■ **WORK TO COMPLETE**: The response must contain each line of the material that holds "toolhub".
.....
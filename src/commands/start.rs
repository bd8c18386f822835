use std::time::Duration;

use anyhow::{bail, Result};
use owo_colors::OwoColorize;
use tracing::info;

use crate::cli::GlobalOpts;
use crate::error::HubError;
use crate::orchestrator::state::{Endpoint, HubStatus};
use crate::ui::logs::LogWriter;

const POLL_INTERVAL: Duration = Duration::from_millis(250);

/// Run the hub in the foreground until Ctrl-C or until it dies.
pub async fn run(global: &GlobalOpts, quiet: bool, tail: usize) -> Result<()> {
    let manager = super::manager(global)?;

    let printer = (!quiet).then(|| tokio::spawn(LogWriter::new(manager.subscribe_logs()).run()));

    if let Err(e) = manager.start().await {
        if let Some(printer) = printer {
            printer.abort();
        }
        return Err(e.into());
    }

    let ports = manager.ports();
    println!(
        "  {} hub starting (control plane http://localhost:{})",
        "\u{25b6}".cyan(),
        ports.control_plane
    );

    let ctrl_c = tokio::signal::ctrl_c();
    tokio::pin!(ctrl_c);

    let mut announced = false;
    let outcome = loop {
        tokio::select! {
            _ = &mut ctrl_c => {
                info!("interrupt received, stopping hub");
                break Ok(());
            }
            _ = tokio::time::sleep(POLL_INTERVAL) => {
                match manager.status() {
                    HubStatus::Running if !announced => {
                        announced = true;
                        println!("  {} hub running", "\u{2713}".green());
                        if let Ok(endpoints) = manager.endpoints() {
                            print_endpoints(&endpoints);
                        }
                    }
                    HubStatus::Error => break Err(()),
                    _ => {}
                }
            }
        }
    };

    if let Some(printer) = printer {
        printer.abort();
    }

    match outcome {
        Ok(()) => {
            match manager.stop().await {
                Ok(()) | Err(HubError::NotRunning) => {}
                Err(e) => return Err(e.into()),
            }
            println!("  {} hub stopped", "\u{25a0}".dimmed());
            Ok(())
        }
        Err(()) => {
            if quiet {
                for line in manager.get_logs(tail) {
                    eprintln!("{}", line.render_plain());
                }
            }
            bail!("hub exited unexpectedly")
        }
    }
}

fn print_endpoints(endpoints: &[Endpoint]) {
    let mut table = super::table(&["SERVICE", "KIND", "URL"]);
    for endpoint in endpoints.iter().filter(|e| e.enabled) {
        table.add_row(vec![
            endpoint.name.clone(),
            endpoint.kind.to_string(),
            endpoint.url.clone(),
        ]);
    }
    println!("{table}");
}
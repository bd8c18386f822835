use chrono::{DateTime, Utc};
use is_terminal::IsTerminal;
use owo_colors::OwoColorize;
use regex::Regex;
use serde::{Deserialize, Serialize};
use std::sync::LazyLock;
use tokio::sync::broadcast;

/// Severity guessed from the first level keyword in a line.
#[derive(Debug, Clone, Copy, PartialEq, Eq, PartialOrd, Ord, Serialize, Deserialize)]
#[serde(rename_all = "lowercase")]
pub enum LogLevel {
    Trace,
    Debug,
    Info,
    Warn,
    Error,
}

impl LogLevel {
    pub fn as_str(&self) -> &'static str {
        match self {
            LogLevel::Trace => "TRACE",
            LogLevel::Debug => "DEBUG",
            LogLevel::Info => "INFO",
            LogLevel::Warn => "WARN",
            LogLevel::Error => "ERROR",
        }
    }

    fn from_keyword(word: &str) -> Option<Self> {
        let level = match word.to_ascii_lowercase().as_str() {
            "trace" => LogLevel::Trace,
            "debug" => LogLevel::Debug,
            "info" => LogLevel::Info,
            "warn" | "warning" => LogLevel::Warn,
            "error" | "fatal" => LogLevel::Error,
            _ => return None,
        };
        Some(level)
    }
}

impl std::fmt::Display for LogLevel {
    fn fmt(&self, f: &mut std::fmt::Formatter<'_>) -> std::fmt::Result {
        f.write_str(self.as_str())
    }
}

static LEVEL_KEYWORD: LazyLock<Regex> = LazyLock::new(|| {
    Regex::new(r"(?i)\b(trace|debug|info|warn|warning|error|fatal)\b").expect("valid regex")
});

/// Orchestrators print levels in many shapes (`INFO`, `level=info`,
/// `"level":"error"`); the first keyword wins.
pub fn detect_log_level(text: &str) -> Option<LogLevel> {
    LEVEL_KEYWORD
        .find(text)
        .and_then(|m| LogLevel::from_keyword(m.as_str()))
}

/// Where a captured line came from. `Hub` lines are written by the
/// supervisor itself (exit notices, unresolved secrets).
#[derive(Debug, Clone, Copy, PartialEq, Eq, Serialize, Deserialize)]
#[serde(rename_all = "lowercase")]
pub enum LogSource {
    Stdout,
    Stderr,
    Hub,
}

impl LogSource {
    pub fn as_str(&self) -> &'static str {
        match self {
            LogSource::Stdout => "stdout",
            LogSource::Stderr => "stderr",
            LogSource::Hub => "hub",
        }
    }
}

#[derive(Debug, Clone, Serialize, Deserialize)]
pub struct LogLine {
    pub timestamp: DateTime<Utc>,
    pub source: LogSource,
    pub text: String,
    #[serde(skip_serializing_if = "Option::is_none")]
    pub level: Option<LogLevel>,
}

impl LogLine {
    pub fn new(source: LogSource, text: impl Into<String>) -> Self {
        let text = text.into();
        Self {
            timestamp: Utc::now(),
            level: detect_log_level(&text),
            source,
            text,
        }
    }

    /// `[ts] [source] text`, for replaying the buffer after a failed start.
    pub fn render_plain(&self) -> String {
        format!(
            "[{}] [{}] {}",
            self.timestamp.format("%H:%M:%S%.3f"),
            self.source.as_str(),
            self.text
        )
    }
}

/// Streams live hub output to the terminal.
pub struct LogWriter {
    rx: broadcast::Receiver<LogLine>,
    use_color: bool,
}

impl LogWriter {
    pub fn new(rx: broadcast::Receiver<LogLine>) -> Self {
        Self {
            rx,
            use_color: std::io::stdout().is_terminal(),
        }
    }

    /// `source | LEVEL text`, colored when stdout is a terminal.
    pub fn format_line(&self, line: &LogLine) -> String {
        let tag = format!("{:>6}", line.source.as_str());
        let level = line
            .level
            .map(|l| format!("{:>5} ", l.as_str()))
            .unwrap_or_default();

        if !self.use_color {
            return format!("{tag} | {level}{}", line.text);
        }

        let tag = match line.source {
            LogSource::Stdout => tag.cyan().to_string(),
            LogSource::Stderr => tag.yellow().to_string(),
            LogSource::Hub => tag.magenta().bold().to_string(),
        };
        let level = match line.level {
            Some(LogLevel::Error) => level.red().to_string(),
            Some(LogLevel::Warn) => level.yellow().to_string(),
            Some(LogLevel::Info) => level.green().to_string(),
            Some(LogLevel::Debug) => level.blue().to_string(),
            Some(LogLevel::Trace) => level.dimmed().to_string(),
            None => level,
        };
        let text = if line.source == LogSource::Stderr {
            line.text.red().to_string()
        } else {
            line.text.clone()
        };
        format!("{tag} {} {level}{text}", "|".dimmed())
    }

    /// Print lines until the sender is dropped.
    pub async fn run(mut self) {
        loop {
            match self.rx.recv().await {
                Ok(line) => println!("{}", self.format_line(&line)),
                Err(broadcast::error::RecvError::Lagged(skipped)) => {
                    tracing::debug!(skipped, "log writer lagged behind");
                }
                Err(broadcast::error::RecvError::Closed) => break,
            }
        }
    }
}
.....
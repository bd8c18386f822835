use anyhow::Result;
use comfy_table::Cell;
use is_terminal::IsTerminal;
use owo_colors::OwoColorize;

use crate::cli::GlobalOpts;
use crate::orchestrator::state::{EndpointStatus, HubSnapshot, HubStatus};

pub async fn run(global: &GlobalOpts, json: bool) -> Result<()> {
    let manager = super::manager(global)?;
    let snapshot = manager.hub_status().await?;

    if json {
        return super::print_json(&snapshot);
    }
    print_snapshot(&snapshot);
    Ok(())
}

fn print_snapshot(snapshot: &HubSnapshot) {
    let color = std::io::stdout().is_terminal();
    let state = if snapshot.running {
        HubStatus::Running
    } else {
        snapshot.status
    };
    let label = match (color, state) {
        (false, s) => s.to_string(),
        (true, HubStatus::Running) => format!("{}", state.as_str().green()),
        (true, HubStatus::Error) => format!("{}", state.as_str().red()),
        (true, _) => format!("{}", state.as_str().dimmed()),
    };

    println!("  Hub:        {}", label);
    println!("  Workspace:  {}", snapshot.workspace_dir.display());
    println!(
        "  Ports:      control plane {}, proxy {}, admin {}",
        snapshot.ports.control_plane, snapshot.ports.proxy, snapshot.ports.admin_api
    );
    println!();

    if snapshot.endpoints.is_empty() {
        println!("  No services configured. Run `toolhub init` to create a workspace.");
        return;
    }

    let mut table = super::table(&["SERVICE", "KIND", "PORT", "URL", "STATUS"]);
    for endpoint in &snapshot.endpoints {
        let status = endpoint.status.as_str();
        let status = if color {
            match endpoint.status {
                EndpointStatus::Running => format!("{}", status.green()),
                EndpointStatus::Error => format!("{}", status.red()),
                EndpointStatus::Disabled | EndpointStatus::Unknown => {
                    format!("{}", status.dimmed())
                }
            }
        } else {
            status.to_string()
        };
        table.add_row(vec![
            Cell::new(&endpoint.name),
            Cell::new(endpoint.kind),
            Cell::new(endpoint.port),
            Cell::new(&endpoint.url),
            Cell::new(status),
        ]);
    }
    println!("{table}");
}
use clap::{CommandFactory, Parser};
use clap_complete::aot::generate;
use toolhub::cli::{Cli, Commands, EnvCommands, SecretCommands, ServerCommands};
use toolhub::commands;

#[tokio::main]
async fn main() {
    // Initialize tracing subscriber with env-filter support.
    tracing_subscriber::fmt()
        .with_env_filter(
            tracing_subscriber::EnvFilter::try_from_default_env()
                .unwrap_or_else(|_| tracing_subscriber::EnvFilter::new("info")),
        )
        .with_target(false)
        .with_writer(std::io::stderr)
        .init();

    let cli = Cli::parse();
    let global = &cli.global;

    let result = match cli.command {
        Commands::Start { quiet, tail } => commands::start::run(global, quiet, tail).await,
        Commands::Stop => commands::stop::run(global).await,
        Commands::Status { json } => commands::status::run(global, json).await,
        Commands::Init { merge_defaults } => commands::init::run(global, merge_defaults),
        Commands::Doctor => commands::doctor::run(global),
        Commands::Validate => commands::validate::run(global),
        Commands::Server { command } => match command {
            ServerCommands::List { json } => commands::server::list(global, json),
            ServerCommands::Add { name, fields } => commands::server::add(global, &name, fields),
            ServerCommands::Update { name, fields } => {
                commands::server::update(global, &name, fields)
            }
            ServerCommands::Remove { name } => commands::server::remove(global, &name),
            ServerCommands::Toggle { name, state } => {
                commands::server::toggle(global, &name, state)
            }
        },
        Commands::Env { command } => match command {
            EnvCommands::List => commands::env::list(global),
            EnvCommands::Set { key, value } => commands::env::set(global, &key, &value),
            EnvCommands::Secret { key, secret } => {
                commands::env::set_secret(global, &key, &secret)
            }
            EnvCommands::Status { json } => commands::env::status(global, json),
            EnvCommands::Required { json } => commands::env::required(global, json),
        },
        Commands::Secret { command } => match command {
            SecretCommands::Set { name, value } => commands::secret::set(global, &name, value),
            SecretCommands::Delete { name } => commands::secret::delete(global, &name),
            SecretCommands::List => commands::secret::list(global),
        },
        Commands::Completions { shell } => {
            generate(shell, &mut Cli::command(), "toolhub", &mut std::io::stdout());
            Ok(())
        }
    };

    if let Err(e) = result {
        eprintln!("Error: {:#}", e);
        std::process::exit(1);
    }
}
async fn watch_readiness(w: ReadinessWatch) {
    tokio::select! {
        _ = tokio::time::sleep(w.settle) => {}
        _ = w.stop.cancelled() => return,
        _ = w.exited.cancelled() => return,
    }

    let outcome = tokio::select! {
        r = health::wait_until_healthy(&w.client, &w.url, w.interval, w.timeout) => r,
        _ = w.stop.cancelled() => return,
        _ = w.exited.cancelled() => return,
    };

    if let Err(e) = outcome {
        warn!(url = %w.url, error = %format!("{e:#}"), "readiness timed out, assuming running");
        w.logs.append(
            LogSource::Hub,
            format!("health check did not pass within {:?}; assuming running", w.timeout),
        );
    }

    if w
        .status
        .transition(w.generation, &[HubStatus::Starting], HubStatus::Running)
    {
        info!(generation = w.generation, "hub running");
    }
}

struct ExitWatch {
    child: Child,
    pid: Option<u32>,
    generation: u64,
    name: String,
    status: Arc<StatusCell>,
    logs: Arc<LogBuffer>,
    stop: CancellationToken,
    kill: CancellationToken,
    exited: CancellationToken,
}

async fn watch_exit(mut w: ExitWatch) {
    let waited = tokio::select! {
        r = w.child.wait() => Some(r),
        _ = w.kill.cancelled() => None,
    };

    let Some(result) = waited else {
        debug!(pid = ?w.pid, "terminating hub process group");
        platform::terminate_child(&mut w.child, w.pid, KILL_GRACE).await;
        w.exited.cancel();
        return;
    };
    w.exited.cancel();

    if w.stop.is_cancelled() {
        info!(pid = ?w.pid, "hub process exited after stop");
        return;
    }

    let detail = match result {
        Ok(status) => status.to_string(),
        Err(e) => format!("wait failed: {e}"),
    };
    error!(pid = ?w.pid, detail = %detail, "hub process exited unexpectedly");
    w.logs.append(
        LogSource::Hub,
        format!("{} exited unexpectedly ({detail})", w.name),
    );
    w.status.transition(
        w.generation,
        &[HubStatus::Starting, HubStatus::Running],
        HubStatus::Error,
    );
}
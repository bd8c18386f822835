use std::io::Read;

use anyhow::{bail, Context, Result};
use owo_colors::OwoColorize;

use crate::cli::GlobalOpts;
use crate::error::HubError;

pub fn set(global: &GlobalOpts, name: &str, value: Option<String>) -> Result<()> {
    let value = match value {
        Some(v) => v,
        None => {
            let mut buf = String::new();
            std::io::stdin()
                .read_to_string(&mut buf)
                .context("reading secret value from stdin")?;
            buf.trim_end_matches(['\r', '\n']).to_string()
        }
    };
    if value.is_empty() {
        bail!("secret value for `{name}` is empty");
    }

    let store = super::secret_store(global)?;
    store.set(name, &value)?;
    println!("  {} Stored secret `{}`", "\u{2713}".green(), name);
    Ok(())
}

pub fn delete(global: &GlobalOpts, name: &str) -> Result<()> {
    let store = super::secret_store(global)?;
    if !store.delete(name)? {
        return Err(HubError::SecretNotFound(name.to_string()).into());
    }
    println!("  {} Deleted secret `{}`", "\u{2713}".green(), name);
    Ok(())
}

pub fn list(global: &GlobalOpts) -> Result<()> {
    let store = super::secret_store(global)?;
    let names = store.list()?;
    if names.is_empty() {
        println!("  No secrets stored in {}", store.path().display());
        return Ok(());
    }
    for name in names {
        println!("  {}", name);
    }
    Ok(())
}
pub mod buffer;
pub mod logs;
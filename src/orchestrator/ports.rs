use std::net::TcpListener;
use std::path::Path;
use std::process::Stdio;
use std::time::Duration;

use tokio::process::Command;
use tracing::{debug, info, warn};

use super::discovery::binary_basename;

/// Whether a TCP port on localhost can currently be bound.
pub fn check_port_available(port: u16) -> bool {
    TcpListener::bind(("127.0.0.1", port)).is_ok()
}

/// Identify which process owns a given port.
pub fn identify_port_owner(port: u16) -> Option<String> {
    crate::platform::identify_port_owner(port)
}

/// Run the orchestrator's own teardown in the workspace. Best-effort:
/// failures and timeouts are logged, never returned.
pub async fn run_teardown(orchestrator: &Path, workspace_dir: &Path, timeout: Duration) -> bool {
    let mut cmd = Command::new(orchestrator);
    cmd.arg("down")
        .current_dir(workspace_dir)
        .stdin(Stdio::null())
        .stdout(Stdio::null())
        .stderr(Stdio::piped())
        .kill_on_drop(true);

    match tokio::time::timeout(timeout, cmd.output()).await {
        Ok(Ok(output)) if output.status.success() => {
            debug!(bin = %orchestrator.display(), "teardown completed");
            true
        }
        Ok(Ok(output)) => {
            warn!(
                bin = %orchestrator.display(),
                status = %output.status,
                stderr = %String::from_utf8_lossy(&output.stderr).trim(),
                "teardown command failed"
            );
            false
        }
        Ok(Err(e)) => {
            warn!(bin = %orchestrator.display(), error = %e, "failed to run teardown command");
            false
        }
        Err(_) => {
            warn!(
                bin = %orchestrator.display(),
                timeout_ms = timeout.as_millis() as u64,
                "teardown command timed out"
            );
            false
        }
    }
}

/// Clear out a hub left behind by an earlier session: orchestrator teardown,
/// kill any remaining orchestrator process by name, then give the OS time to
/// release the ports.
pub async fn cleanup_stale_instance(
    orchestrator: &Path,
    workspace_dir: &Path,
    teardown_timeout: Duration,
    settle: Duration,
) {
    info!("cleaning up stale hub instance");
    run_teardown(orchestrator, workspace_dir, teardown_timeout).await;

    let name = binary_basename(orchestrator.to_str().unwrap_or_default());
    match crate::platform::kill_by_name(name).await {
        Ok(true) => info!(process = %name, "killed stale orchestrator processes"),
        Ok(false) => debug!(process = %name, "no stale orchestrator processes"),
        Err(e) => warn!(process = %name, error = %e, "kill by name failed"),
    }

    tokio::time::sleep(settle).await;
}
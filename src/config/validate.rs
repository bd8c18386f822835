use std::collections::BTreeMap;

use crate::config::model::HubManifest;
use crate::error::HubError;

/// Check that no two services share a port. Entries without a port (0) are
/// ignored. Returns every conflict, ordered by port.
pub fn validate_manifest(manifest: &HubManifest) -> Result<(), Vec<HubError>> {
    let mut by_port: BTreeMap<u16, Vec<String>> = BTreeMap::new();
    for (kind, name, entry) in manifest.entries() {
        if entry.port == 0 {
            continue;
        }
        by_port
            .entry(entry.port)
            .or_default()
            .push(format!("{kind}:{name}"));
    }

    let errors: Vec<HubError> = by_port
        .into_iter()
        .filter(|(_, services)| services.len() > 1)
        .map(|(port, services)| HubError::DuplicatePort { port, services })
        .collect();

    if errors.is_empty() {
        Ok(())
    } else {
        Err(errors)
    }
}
.....
■ **ANSWER BELOW**:
        println!("  No services configured. Run `toolhub init` to create a workspace.");
use toolhub::cli::{Cli, Commands, EnvCommands, SecretCommands, ServerCommands};
use toolhub::commands;
            generate(shell, &mut Cli::command(), "toolhub", &mut std::io::stdout());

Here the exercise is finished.